Some are are mad. Some are concerned. Some just wander what the hell is going on.
To put it simply, what is going on is me and what is going on with me is not good.
But what is going on started more than nine months ago when, while riding my Harley Davidson late at night on a return from a newspaper photographic assignment, I laid the bike down on a down on a dark road to try and avoid hitting an all-black cow hidden in the darkness.
I’ve discussed this in general terms here before but I had not revealed the full extent of the injuries suffered on that night when the emergency room doctors advised my wife to summon a priest to administer last rites.
When I laid the bike down, my helmet struck the pavement, which knocked the face shield off. The loss of the face shield allowed my face to come in contact with the asphalt, ripping away the right side, dislodging my right eye, breaking virtually every bone from my nose to my right ear and inflicting what is called traumatic brain injury (TBI).
My engine guard on the bike collapsed, trapping my right leg and breaking it in four places. In addition, a bone in the right side of my neck was broken, along with ribs and my right ankle.
An MRI showed extensive scarring and bleeding in my brain.
When deputies from the Floyd County Sheriff’s Office brought my wife to the hospital in Roanoke, Virginia, she was told I probably would not live through the night.
Somehow I made it through the night. When doctors prepared the first of several surgeries, an orthopedist told her that there was only a 50-50 chance of saving my right leg and a less than 50 percent chance of not losing my right eye. If the leg and/or eye could be saved the odds were strong that I would not be able to walk on that leg or see out of that eye.
The brain damage, she was warned, was so severe that the odds were strong that if I woke up, I would not know who I or she was and I would probably have the mind of a child.
I would be 25 days before I was awake and able to ask where I was or what happened.

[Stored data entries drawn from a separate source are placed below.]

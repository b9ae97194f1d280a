/* This file is part of Gegofi (https://gego.fi)
 *
 * Copyright (C) 2021-2026 Gegofi foundation
 *
 * This program is free software: you can redistribute it and/or modify
 * it under the terms of the GNU Affero General Public License as
 * published by the Free Software Foundation, either version 3 of the
 * License, or (at your option) any later version.
 *
 * This program is distributed in the hope that it will be useful,
 * but WITHOUT ANY WARRANTY; without even the implied warranty of
 * MERCHANTABILITY or FITNESS FOR A PARTICULAR PURPOSE.  See the
 * GNU Affero General Public License for more details.
 *
 * You should have received a copy of the GNU Affero General Public License
 * along with this program.  If not, see <https://www.gnu.org/licenses/>.
 */

//! The Gego item model: an individual minted NFT game item whose grade
//! and quality determine its reward-weighting.
use num_bigint::BigUint;
use rust_decimal::Decimal;
use tinyjson::JsonValue;

use crate::{
    contract::{decode_u64, decode_uint, Address},
    Error, Result,
};

/// Grade tables
pub mod grade;
use grade::GradeConfig;

/// Mining-efficiency schedule
pub mod rate;
use rate::Family;

/// Number of raw values in a `getGego` reply tuple:
/// grade, quality, amount, resBaseId, createdTime, blockNum, lockedDays,
/// expiringTime.
const GEGO_TUPLE_LEN: usize = 8;

/// An owned Gego item, decoded from a contract read or a mint-event
/// payload. Instances live only in the in-memory session store and are
/// replaced wholesale on every re-fetch.
#[derive(Clone, Debug)]
pub struct Gego {
    /// Item id as a decimal string
    pub id: String,
    /// Collection the item was decoded from
    pub address: Address,
    pub grade: u32,
    pub quality: u32,
    pub locked_days: u32,
    pub block_num: BigUint,
    /// Mint time, unix seconds
    pub created_time: u64,
    pub res_base_id: BigUint,
    /// Staked principal, 18-decimal fixed point
    pub amount: BigUint,
    /// Reward-weighting value, efficiency scaled by 100000
    pub efficiency: Decimal,
    pub expiring_time: BigUint,
    /// Tagged by the generation merge, never by the decode itself
    pub staked: bool,
}

impl Gego {
    /// Decode an item from the positional `getGego` reply tuple of the
    /// given collection.
    pub fn decode(
        id: &str,
        collection: &Address,
        raw: &[JsonValue],
        collections: &Collections,
    ) -> Result<Self> {
        if raw.len() != GEGO_TUPLE_LEN {
            return Err(Error::DecodeError("Gego reply tuple length mismatch"))
        }

        let grade = decode_u32(&raw[0])?;
        let quality = decode_u32(&raw[1])?;
        let amount = decode_uint(&raw[2])?;
        let res_base_id = decode_uint(&raw[3])?;
        let created_time = decode_u64(&raw[4])?;
        let block_num = decode_uint(&raw[5])?;
        let locked_days = decode_u32(&raw[6])?;
        let expiring_time = decode_uint(&raw[7])?;

        let efficiency = collections.fix_rate(grade, quality, Some(collection));

        Ok(Self {
            id: id.to_string(),
            address: collection.clone(),
            grade,
            quality,
            locked_days,
            block_num,
            created_time,
            res_base_id,
            amount,
            efficiency,
            expiring_time,
            staked: false,
        })
    }

    /// Grade table row this item falls into, for display.
    pub fn grade_config(&self, collections: &Collections) -> &'static GradeConfig {
        grade::grade_for_quality(collections.grades_for(Some(&self.address)), self.quality)
    }
}

/// The two live collection families of the current network, so schedule
/// and table selection needs no ambient globals.
#[derive(Clone, Debug)]
pub struct Collections {
    /// Standard collection token address
    pub standard: Address,
    /// Signature collection token address, when deployed on this network
    pub signature: Option<Address>,
}

impl Collections {
    /// Family of a collection address. Anything that is not the signature
    /// token, including an absent address, rates on the standard family.
    pub fn family_of(&self, address: Option<&Address>) -> Family {
        match (address, &self.signature) {
            (Some(addr), Some(signature)) if addr == signature => Family::Signature,
            _ => Family::Standard,
        }
    }

    /// Ordered grade table for a collection address.
    pub fn grades_for(&self, address: Option<&Address>) -> &'static [GradeConfig] {
        match self.family_of(address) {
            Family::Standard => &grade::STANDARD_GRADES,
            Family::Signature => &grade::SIGNATURE_GRADES,
        }
    }

    /// Rate `(grade, quality)` on the schedule of a collection address.
    pub fn fix_rate(&self, grade: u32, quality: u32, address: Option<&Address>) -> Decimal {
        rate::fix_rate(self.family_of(address), grade, quality)
    }
}

fn decode_u32(value: &JsonValue) -> Result<u32> {
    u32::try_from(decode_u64(value)?).map_err(|_| Error::DecodeError("Numeric value exceeds u32"))
}

#[cfg(test)]
mod tests {
    use super::*;

    fn collections() -> Collections {
        Collections {
            standard: "0x13fa31e45a91b59fbf20ed38a9ba1997e4c4092f".parse().unwrap(),
            signature: Some("0x2b50453e0e50ccdbb2bcbe73d33ba7f388a141e7".parse().unwrap()),
        }
    }

    #[test]
    fn family_selection_is_case_insensitive() {
        let c = collections();
        let upper: Address = "0x2B50453E0E50CCDBB2BCBE73D33BA7F388A141E7".parse().unwrap();

        assert_eq!(c.family_of(None), Family::Standard);
        assert_eq!(c.family_of(Some(&c.standard)), Family::Standard);
        assert_eq!(c.family_of(Some(&upper)), Family::Signature);

        assert_eq!(c.grades_for(None).len(), 6);
        assert_eq!(c.grades_for(Some(&upper)).len(), 5);
    }

    #[test]
    fn schedule_selection_through_collections() {
        let c = collections();
        let signature = c.signature.clone().unwrap();

        assert_eq!(c.fix_rate(1, 0, None), Decimal::from(110000));
        assert_eq!(c.fix_rate(1, 0, Some(&signature)), Decimal::from(200000));
        assert_eq!(c.fix_rate(5, 10000, Some(&signature)), Decimal::from(400000));
    }

    #[test]
    fn gego_tuple_decode() {
        let c = collections();
        let raw: JsonValue = r#"[
            {"_hex": "0x03"},
            {"_hex": "0x2134"},
            {"_hex": "0x0de0b6b3a7640000"},
            {"_hex": "0x01"},
            {"_hex": "0x60e316ac"},
            {"_hex": "0x89aa5f"},
            {"_hex": "0x1e"},
            {"_hex": "0x00"}
        ]"#
        .parse()
        .unwrap();
        let JsonValue::Array(raw) = raw else { unreachable!() };

        let gego = Gego::decode("421", &c.standard, &raw, &c).unwrap();
        assert_eq!(gego.id, "421");
        assert_eq!(gego.grade, 3);
        assert_eq!(gego.quality, 8500);
        assert_eq!(gego.locked_days, 30);
        assert_eq!(gego.amount, BigUint::from(10u64.pow(18)));
        assert!(!gego.staked);
        // (8500 - 8000) * 10000 / 1000 + 130000
        assert_eq!(gego.efficiency, Decimal::from(135000));
        assert_eq!(gego.grade_config(&c).level, 3);

        let short = vec![JsonValue::Number(1.0)];
        assert!(Gego::decode("1", &c.standard, &short, &c).is_err());
    }
}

If I survived, the best estimate was that I would be in the hospital or in-patient rehab for the next six months.
I walked, with assistance, out of the hospital 54 days later in what the doctors,therapists and rehab experts called “a miracle.”
But this “walking miracle” still has a long way to go in a recovery that continues with physical and mental threrapy and rehab that is expected to last well into next year. My latest MRI shows healing of the brain but scarring remains. I suffer balance problems, sometimes slur my speech, have short and long-term memory issues and have lost 75 percent of the hearing in my right ear.

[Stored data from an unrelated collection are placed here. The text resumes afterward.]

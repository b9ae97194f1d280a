/* This file is part of Gegofi (https://gego.fi)
 *
 * Copyright (C) 2021-2026 Gegofi foundation
 *
 * This program is free software: you can redistribute it and/or modify
 * it under the terms of the GNU Affero General Public License as
 * published by the Free Software Foundation, either version 3 of the
 * License, or (at your option) any later version.
 *
 * This program is distributed in the hope that it will be useful,
 * but WITHOUT ANY WARRANTY; without even the implied warranty of
 * MERCHANTABILITY or FITNESS FOR A PARTICULAR PURPOSE.  See the
 * GNU Affero General Public License for more details.
 *
 * You should have received a copy of the GNU Affero General Public License
 * along with this program.  If not, see <https://www.gnu.org/licenses/>.
 */

use std::{fs, path::Path};

use crate::Result;

pub fn load_file(path: &Path) -> Result<String> {
    Ok(fs::read_to_string(path)?)
}

pub fn save_file(path: &Path, contents: &str) -> Result<()> {
    fs::write(path, contents)?;
    Ok(())
}

/// Write the default configuration to the given path, unless a file is
/// already there.
pub fn spawn_config(path: &Path, contents: &str) -> Result<()> {
    if path.exists() {
        return Ok(())
    }

    if let Some(parent) = path.parent() {
        fs::create_dir_all(parent)?;
    }

    save_file(path, contents)?;
    println!("Initialized configuration file: {}", path.display());

    Ok(())
}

And while several of the predictions about life, leg and eye loss did not come true and I do have some — but not all — of my memory, the one prediction that did prove accurate was that the person who woke up in that hospital room on Dec. 4, 2012, was not the same one who existed when his motorcycle crashed a little more than three weeks earlier.
Readers tell me my positions on issues have been all over the place since I returned to writing. A review of some of the articles and columns show they are right.

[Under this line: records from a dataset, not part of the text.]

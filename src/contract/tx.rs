/* This file is part of Gegofi (https://gego.fi)
 *
 * Copyright (C) 2021-2026 Gegofi foundation
 *
 * This program is free software: you can redistribute it and/or modify
 * it under the terms of the GNU Affero General Public License as
 * published by the Free Software Foundation, either version 3 of the
 * License, or (at your option) any later version.
 *
 * This program is distributed in the hope that it will be useful,
 * but WITHOUT ANY WARRANTY; without even the implied warranty of
 * MERCHANTABILITY or FITNESS FOR A PARTICULAR PURPOSE.  See the
 * GNU Affero General Public License for more details.
 *
 * You should have received a copy of the GNU Affero General Public License
 * along with this program.  If not, see <https://www.gnu.org/licenses/>.
 */

use log::debug;

use super::{caller::Caller, ContractCall, TxReceipt};
use crate::{
    error::{RpcError, TxFailed},
    Error, Result,
};

/// Gateway error code for a wallet-side rejection of the signing prompt.
const ERR_TX_REJECTED: i32 = -32050;

/// Submit a write call the way every user action does it: estimate the
/// gas price, send, await confirmation, and require a success status.
/// Failures come back as the tagged [`TxFailed`] taxonomy; there is no
/// retry and no client-side timeout, a failed operation is terminal until
/// the user triggers it again.
pub async fn send_with_gas_estimate(
    caller: &dyn Caller,
    call: &ContractCall,
) -> Result<TxReceipt> {
    let gas_price = caller.gas_price().await?;
    debug!(
        target: "contract::tx",
        "submitting {}::{} with gas price {}", call.address, call.method, gas_price
    );

    let tx_hash = caller.send(call, &gas_price).await.map_err(narrow_tx_error)?;
    let receipt = caller.confirm(&tx_hash).await.map_err(narrow_tx_error)?;

    if receipt.status != 1 {
        return Err(TxFailed::BadStatus(receipt.status).into())
    }

    Ok(receipt)
}

/// Narrow an RPC-layer failure from the submission path into the tagged
/// transaction taxonomy. Network failures stay network failures.
fn narrow_tx_error(e: Error) -> Error {
    match e {
        Error::RpcClient(RpcError::Server(code, message)) => {
            if code == ERR_TX_REJECTED {
                return TxFailed::Rejected.into()
            }

            let message = if message.is_empty() { None } else { Some(message) };
            TxFailed::Reverted { message }.into()
        }

        other => other,
    }
}

#[cfg(test)]
mod tests {
    use super::*;

    #[test]
    fn rpc_server_errors_narrow_to_tx_taxonomy() {
        let rejected = narrow_tx_error(RpcError::Server(ERR_TX_REJECTED, "".to_string()).into());
        assert!(matches!(rejected, Error::TxFailed(TxFailed::Rejected)));

        let reverted =
            narrow_tx_error(RpcError::Server(-32000, "BURN: not enough quota".to_string()).into());
        match reverted {
            Error::TxFailed(TxFailed::Reverted { message }) => {
                assert_eq!(message.as_deref(), Some("BURN: not enough quota"))
            }
            _ => panic!("expected revert"),
        }

        let anonymous = narrow_tx_error(RpcError::Server(-32000, "".to_string()).into());
        match anonymous {
            Error::TxFailed(TxFailed::Reverted { message }) => assert!(message.is_none()),
            _ => panic!("expected revert"),
        }

        // Plain network failures are not transaction failures
        let net = narrow_tx_error(Error::ConnectTimeout);
        assert!(matches!(net, Error::ConnectTimeout));
    }
}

Perhaps I tried to come back too fast. Perhaps I need more time to return to what I once was. Perhaps I never will be the same. It is too early too tell.
To those who have found me off the wall or impossible to deal with, I am sorry. At the insistence of my wife, doctors and staff here at Capitol Hill Blue, I am stepping back from day-today involvement in editing. My columns, articles and comments will be reviewed by others before they are posted.
To those who feel I have insulted them or not listened to reason, I apologize. The road back has been longer than I have realized and I am not the best person to judge my recovery. I will depend on others as guides.
I offer this explanation not as any excuse for what has happened here recently but only as information on who I was back then and who I might be now.
I can continue to concentrate on my recovery and, with your help, work to move on past the problems of the last nine months.
If, as has been suggested in strong words in emails and phone conversations, some of you decide that I and this site or not worthy of your support and help, then that is something I must learn to accept.
Or perhaps we can work together to move on, continue and hopefully improve on what we started on this web site nearly 19 years ago.
I need your help and support to do so but some of you feel betrayed and abandoned. I hope we can move on together.
But if I or this web site, in your opinion, is not worth the effort, I understand.